#### [EXERCISE PROMPT]
Please repeat all the entries. Nothing may differ.

#### [EXTRACTED DATA]
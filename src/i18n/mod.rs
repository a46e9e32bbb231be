// SPDX-License-Identifier: MPL-2.0
//! Internationalization (i18n) support for the application.
//!
//! Translations use the Fluent localization system. `.ftl` bundles are
//! embedded from `assets/i18n/` at build time.
//!
//! Locale resolution: CLI `--lang`, then the config file, then the OS locale,
//! falling back to `en-US`.

pub mod fluent;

#### [SOLUTION TO THIS PROBLEM]
filename src/i18n/mod.rs
repository a46e9e32bbb231be
// SPDX-License-Identifier: MPL-2.0
//! Internationalization (i18n) support for the application.
//!
//! Translations use the Fluent localization system. `.ftl` bundles are
//! embedded from `assets/i18n/` at build time.
//!
//! Locale resolution: CLI `--lang`, then the config file, then the OS locale,
//! falling back to `en-US`.

pub mod fluent;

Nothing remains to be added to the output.